··· Given information
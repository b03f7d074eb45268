//! Loading and running compiled scripts.
//!
//! # Architecture
//!
//! ```text
//! ExecutionJob
//!     │
//!     └── HostRunner (UI thread, resolves the active document)
//!             │
//!             └── Engine::compile_and_run
//!                     │
//!                     ├── Combiner → UnitCompiler → cdylib
//!                     │
//!                     └── IsolatedContext (job directory + loaded library)
//!                             │
//!                             └── rscript_entry(&HostApi) → HostSession callbacks
//! ```

mod abi;
mod context;
mod engine;
mod output;
mod runner;

pub use abi::{ABI_VERSION, EntryFn, HostApi, HostSession, ScriptFailure};
pub use context::IsolatedContext;
pub use engine::{Engine, ScriptBindings};
pub use output::{FrameSink, OutputSink};
pub use runner::HostRunner;
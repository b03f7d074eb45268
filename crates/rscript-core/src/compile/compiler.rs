//! Compiles combined units to dynamic libraries.

use std::fs;
use std::path::{Path, PathBuf};
use std::process::Command;
use std::time::Instant;

use crate::combine::CombinedUnit;

use super::diagnostics::{Diagnostic, DiagnosticMapper};
use super::references::HostReferences;
use super::toolchain::ToolchainManager;
use super::types::{EngineConfig, dylib_extension, dylib_prefix};

/// File name the combined source is written to inside a job directory.
pub const UNIT_FILE: &str = "combined.rs";

/// Runs rustc on combined units.
pub struct UnitCompiler {
    /// Compiler configuration
    config: EngineConfig,

    /// Toolchain manager
    toolchain: ToolchainManager,

    /// Host API libraries linked into every unit
    references: HostReferences,
}

impl UnitCompiler {
    pub fn new(config: EngineConfig, toolchain: ToolchainManager, references: HostReferences) -> Self {
        Self {
            config,
            toolchain,
            references,
        }
    }

    pub fn toolchain(&self) -> &ToolchainManager {
        &self.toolchain
    }

    /// Compile `unit` into `out_dir` as crate `crate_name`.
    ///
    /// Returns the library path, or the error-level diagnostics mapped to
    /// script locations.
    pub fn compile(
        &self,
        unit: &CombinedUnit,
        out_dir: &Path,
        crate_name: &str,
    ) -> std::result::Result<PathBuf, Vec<Diagnostic>> {
        fs::create_dir_all(out_dir).map_err(|e| {
            vec![Diagnostic::simple(format!("Failed to create build directory: {}", e))]
        })?;

        let src_file = out_dir.join(UNIT_FILE);
        fs::write(&src_file, unit.source())
            .map_err(|e| vec![Diagnostic::simple(format!("Failed to write source: {}", e))])?;

        let dylib_path = out_dir.join(format!(
            "{}{}.{}",
            dylib_prefix(),
            crate_name,
            dylib_extension()
        ));

        // Relative, so panic locations in the image read `combined.rs:N`.
        let mut cmd = Command::new(self.toolchain.rustc_path());
        cmd.arg(UNIT_FILE)
            .arg("--crate-type=cdylib")
            .arg("--edition=2021")
            .arg("--crate-name")
            .arg(crate_name)
            .arg("-o")
            .arg(&dylib_path)
            .arg("--error-format=json")
            .arg("--cap-lints=warn");

        if self.config.use_cranelift && self.toolchain.has_cranelift() {
            for flag in self.toolchain.cranelift_flags() {
                cmd.arg(&flag);
            }
        }

        cmd.arg(format!("-Copt-level={}", self.config.opt_level));

        if self.config.debug_info {
            cmd.arg("-g");
        }

        cmd.args(self.references.rustc_args());
        cmd.args(&self.config.extra_rustc_flags);
        cmd.current_dir(out_dir);

        let start = Instant::now();
        let output = cmd
            .output()
            .map_err(|e| vec![Diagnostic::simple(format!("Failed to run rustc: {}", e))])?;

        if output.status.success() {
            tracing::debug!(
                crate_name,
                elapsed_ms = start.elapsed().as_millis() as u64,
                "compiled script"
            );
            return Ok(dylib_path);
        }

        let stderr = String::from_utf8_lossy(&output.stderr);
        let mapper = DiagnosticMapper::new(unit.line_map(), UNIT_FILE);
        let errors = mapper.errors(&stderr);

        if errors.is_empty() {
            // Linker failures and crashes do not come as JSON.
            Err(vec![Diagnostic::simple(stderr.trim().to_string())])
        } else {
            Err(errors)
        }
    }
}
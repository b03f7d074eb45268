//! Per-job arena for compiled code.
//!
//! Every job gets its own build directory and a library file named after the
//! job, so no two jobs ever load the same path and a crate can be redefined
//! freely between runs. Dropping the context closes the library and removes
//! the directory.

use std::fs;
use std::path::{Path, PathBuf};

use libloading::{Library, Symbol};
use uuid::Uuid;

use crate::combine::ENTRY_SYMBOL;
use crate::error::{Error, Result};

use super::abi::EntryFn;

pub struct IsolatedContext {
    id: Uuid,
    dir: PathBuf,
    library: Option<Library>,
}

impl IsolatedContext {
    /// Create a fresh job directory under `build_root`.
    pub fn create(build_root: &Path) -> Result<Self> {
        let id = Uuid::new_v4();
        let dir = std::path::absolute(build_root)?.join(format!("job-{}", id.simple()));
        fs::create_dir_all(&dir)?;
        tracing::debug!(dir = %dir.display(), "created job directory");
        Ok(Self {
            id,
            dir,
            library: None,
        })
    }

    pub fn id(&self) -> Uuid {
        self.id
    }

    pub fn dir(&self) -> &Path {
        &self.dir
    }

    /// Crate name for this job's unit, unique per job.
    pub fn crate_name(&self) -> String {
        format!("rscript_job_{}", self.id.simple())
    }

    /// Load the compiled image. Replaces anything loaded before.
    pub fn load(&mut self, path: &Path) -> Result<()> {
        self.unload();
        // Safety: the image was just built from a unit whose only
        // initialisation code is the prelude.
        let library = unsafe { Library::new(path) }?;
        self.library = Some(library);
        Ok(())
    }

    pub fn is_loaded(&self) -> bool {
        self.library.is_some()
    }

    /// Resolve `rscript_entry` in the loaded image.
    pub fn entry(&self) -> Result<Symbol<'_, EntryFn>> {
        let library = self
            .library
            .as_ref()
            .ok_or_else(|| Error::Execution("no library loaded".to_string()))?;
        // Safety: every combined unit exports the entry with this signature.
        unsafe { library.get::<EntryFn>(ENTRY_SYMBOL.as_bytes()) }.map_err(|e| {
            Error::Execution(format!("Failed to get symbol {}: {}", ENTRY_SYMBOL, e))
        })
    }

    /// Close the library, keeping the directory.
    pub fn unload(&mut self) {
        if let Some(library) = self.library.take() {
            if let Err(e) = library.close() {
                tracing::warn!(job = %self.id, error = %e, "failed to close script library");
            }
        }
    }
}

impl Drop for IsolatedContext {
    fn drop(&mut self) {
        self.unload();
        if let Err(e) = fs::remove_dir_all(&self.dir) {
            if e.kind() != std::io::ErrorKind::NotFound {
                tracing::warn!(dir = %self.dir.display(), error = %e, "failed to remove job directory");
            }
        }
    }
}
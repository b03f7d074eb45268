//! Incremental delivery of printed lines.

use std::io::{self, Write};

use crate::transport::{Endpoint, TransportError, connect_blocking, write_frame_blocking};

/// Receives each printed line as soon as the script prints it.
pub trait OutputSink: Send {
    fn emit(&mut self, line: &str) -> io::Result<()>;
}

/// Streams lines as frames to a client-owned endpoint.
pub struct FrameSink {
    stream: Box<dyn Write + Send>,
}

impl FrameSink {
    /// Connect to the endpoint the request named. Blocking; runs on the UI
    /// thread right before the script starts.
    pub fn connect(endpoint: &Endpoint) -> Result<Self, TransportError> {
        let stream = connect_blocking(endpoint)?;
        tracing::debug!(endpoint = %endpoint, "connected output stream");
        Ok(Self { stream })
    }
}

impl OutputSink for FrameSink {
    fn emit(&mut self, line: &str) -> io::Result<()> {
        write_frame_blocking(&mut self.stream, line.as_bytes()).map_err(|err| match err {
            TransportError::Io(err) => err,
            other => io::Error::other(other),
        })
    }
}

/// Collects lines in memory.
impl OutputSink for Vec<String> {
    fn emit(&mut self, line: &str) -> io::Result<()> {
        self.push(line.to_string());
        Ok(())
    }
}

#[cfg(all(test, unix))]
mod tests {
    use super::*;
    use crate::transport::{DEFAULT_MAX_FRAME_LEN, read_frame_blocking};
    use std::os::unix::net::UnixListener;

    #[test]
    fn test_frame_sink_writes_one_frame_per_line() {
        let dir = tempfile::tempdir().unwrap();
        let path = dir.path().join("out.sock");
        let listener = UnixListener::bind(&path).unwrap();
        let endpoint = Endpoint::new(path.to_string_lossy());

        let mut sink = FrameSink::connect(&endpoint).unwrap();
        let (mut accepted, _) = listener.accept().unwrap();
        sink.emit("one").unwrap();
        sink.emit("two").unwrap();
        drop(sink);

        let first = read_frame_blocking(&mut accepted, DEFAULT_MAX_FRAME_LEN).unwrap();
        let second = read_frame_blocking(&mut accepted, DEFAULT_MAX_FRAME_LEN).unwrap();
        assert_eq!(first, b"one");
        assert_eq!(second, b"two");
        let end = read_frame_blocking(&mut accepted, DEFAULT_MAX_FRAME_LEN).unwrap_err();
        assert!(end.is_clean_close());
    }

    #[test]
    fn test_frame_sink_unreachable() {
        let dir = tempfile::tempdir().unwrap();
        let endpoint = Endpoint::new(dir.path().join("missing.sock").to_string_lossy());
        let err = FrameSink::connect(&endpoint).err().unwrap();
        assert!(err.is_unreachable());
    }
}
······
Activity – Provide the number of lines in the records above that contain the word "display", with no additional words.

Task result – 2